Beautifulsoup to parse the HTML Content (It helps to convert the scarp data to html form)

In [None]:
data = []
print("Data list cleared")

for page in range(1, 7):  
    params = {"k": "laptop", "page": page}
    
    # Use verify=False to bypass SSL verification (for testing purposes)
    response = requests.get(URL, params=params, headers=headers)
    soup = BeautifulSoup(response.text, "html.parser")
    
    products = soup.find_all("div", {"data-component-type": "s-search-result"})

    
    
    for product in products:
        # Extracting the product title
        title_tag = product.find("h2")
        if not title_tag:
            continue
        title_text = title_tag.get_text(strip=True)

        
        # Extracting the product price
        price_tag = product.find("span", {"class": "a-price-whole"})
        price_text = price_tag.get_text(strip=True) if price_tag else "N/A"

        #Extracting the processor
        processor = re.search(r"(i[3579]|Ryzen\s?\d)", title_text)
        processor = processor.group() if processor else None
        
        # Extracting the product brand
        match = re.match(r'^\W*([A-Za-z]+)', title_text)
        brand = match.group(1).upper() if match else "UNKNOWN"

        # Extracting RAM (improved version)
        ram_match = re.search(r'(\d+)\s*GB\s*(RAM|DDR\d+|LPDDR\d+)', title_text, re.IGNORECASE)
        ram = ram_match.group(1) + "GB" if ram_match else "N/A"
        
        # Extracting the product rating 
        rating_tag = product.find("span", class_="a-icon-alt")
        rating = "N/A"
        if rating_tag:
            rating_match = re.search(r'(\d+\.?\d*)', rating_tag.get_text())
            rating = rating_match.group(1) if rating_match else "N/A"
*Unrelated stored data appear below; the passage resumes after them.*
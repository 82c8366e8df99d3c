//! Aggregate progress accounting for the four-stage pipeline.
//!
//! Totals for the later stages start as floor estimates so the percentage
//! does not jump to 100% before anything real is known. Estimates only
//! grow while a stage is still discovering work; once a stage finishes,
//! its total is pinned to the exact parsed count.

use crate::events::ProgressSnapshot;

/// Floor estimate for the universities total.
pub const UNIVERSITY_FLOOR: usize = 100;
/// Floor estimate for the offers total.
pub const OFFER_FLOOR: usize = 500;
/// Floor estimate for the applications total.
pub const APPLICATION_FLOOR: usize = 1000;

/// Counter state behind [`ProgressSnapshot`].
#[derive(Debug, Default)]
pub struct ProgressTracker {
    total_cities: usize,
    parsed_cities: usize,
    total_universities: usize,
    parsed_universities: usize,
    total_offers: usize,
    parsed_offers: usize,
    total_applications: usize,
    parsed_applications: usize,
}

impl ProgressTracker {
    /// Creates a tracker with all counters at zero.
    pub fn new() -> Self {
        Self::default()
    }

    /// Seeds parsed counts from the store and applies the floor estimates.
    ///
    /// `parsed_applications` counts offers that already hold application
    /// rows, since the applications stage tracks completion per offer.
    pub fn seed(
        &mut self,
        parsed_cities: usize,
        parsed_universities: usize,
        parsed_offers: usize,
        parsed_applications: usize,
    ) {
        self.parsed_cities = parsed_cities;
        self.parsed_universities = parsed_universities;
        self.parsed_offers = parsed_offers;
        self.parsed_applications = parsed_applications;

        self.total_universities = parsed_universities.max(UNIVERSITY_FLOOR);
        self.total_offers = parsed_offers.max(OFFER_FLOOR);
        self.total_applications = parsed_applications.max(APPLICATION_FLOOR);
    }

    /// Sets the exact city total discovered from the index page.
    pub fn set_total_cities(&mut self, total: usize) {
        self.total_cities = total;
    }

    /// Raises the universities estimate; never shrinks it.
    pub fn raise_university_total(&mut self, candidate: usize) {
        self.total_universities = self.total_universities.max(candidate);
    }

    /// Raises the offers estimate; never shrinks it.
    pub fn raise_offer_total(&mut self, candidate: usize) {
        self.total_offers = self.total_offers.max(candidate);
    }

    /// Raises the applications estimate; never shrinks it.
    pub fn raise_application_total(&mut self, candidate: usize) {
        self.total_applications = self.total_applications.max(candidate);
    }

    pub fn inc_cities(&mut self) {
        self.parsed_cities += 1;
    }

    pub fn inc_universities(&mut self) {
        self.parsed_universities += 1;
    }

    pub fn inc_offers(&mut self) {
        self.parsed_offers += 1;
    }

    /// Sets the number of offers whose applications are done this run.
    pub fn set_parsed_applications(&mut self, parsed: usize) {
        self.parsed_applications = parsed;
    }

    pub fn parsed_cities(&self) -> usize {
        self.parsed_cities
    }

    pub fn parsed_universities(&self) -> usize {
        self.parsed_universities
    }

    pub fn parsed_offers(&self) -> usize {
        self.parsed_offers
    }

    pub fn parsed_applications(&self) -> usize {
        self.parsed_applications
    }

    /// Pins a finished stage's total to the exact parsed count.
    ///
    /// Floor estimates exist only while the real total is unknown; a stage
    /// that ran to completion knows it exactly.
    pub fn finish_cities(&mut self) {
        self.total_cities = self.parsed_cities;
    }

    /// See [`Self::finish_cities`].
    pub fn finish_universities(&mut self) {
        self.total_universities = self.parsed_universities;
    }

    /// See [`Self::finish_cities`].
    pub fn finish_offers(&mut self) {
        self.total_offers = self.parsed_offers;
    }

    /// See [`Self::finish_cities`].
    pub fn finish_applications(&mut self) {
        self.total_applications = self.parsed_applications;
    }

    /// Label of the first stage, in pipeline order, that is still short of
    /// its total; "Completed" when all four are done.
    pub fn current_stage(&self) -> &'static str {
        if self.parsed_cities < self.total_cities {
            "Parsing Cities"
        } else if self.parsed_universities < self.total_universities {
            "Parsing Universities"
        } else if self.parsed_offers < self.total_offers {
            "Parsing Offers"
        } else if self.parsed_applications < self.total_applications {
            "Parsing Applications"
        } else {
            "Completed"
        }
    }

    /// Builds the externally visible snapshot.
    pub fn snapshot(&self) -> ProgressSnapshot {
        let total = self.total_cities
            + self.total_universities
            + self.total_offers
            + self.total_applications;
        let parsed = self.parsed_cities
            + self.parsed_universities
            + self.parsed_offers
            + self.parsed_applications;

        let overall_percentage = if total > 0 {
            parsed as f64 * 100.0 / total as f64
        } else {
            0.0
        };

        ProgressSnapshot {
            total_cities: self.total_cities,
            parsed_cities: self.parsed_cities,
            total_universities: self.total_universities,
            parsed_universities: self.parsed_universities,
            total_offers: self.total_offers,
            parsed_offers: self.parsed_offers,
            total_applications: self.total_applications,
            parsed_applications: self.parsed_applications,
            overall_percentage,
            current_stage: self.current_stage().to_string(),
        }
    }
}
        # Extracting the Product SSD - Simplified
        ssd_match = re.search(r'(\d+)\s*(GB|TB)\s*(?:SSD|NVMe)', title_text, re.IGNORECASE) or re.search(r'(\d+)\s*(GB|TB)', title_text)
        ssd = (ssd_match.group(1) + ssd_match.group(2).upper()) if ssd_match else "N/A"
      

        # Extracting the Product Windows Version - Improved version
        windows_version = "N/A"
        
        # Try: "Windows 11", "Windows 10", "Win11", "Win10", etc.
        windows_match = re.search(r'(?:Windows\s*|Win\s*)(\d+)', title_text, re.IGNORECASE)
        if windows_match:
            windows_version = "Windows " + windows_match.group(1)
        
        # Extracting the Product Color
        color_match = re.search(r'\b(Black|Silver|Gray|Grey|White|Blue|Red|Gold|Green|Brown|Pink|Purple|Yellow|Orange|Champagne|Midnight|Space|Cosmic|Stardust|Graphite|Ash|Onyx|Platinum|Metallic)\b', title_text, re.IGNORECASE)
        color = color_match.group(1) if color_match else "N/A"

        # Extracting Discount Percentage
        discount_tag = product.find("span", string=re.compile(r'%'))
        discount = discount_tag.get_text(strip=True) if discount_tag else "N/A"

        screen_match = re.search(r'(\d{1,2}\.?\d?)\s*(?=[^\d]*cm|[^\d]*["\'])',title_text,re.IGNORECASE)
        screen_size = screen_match.group(1) if screen_match else "N/A"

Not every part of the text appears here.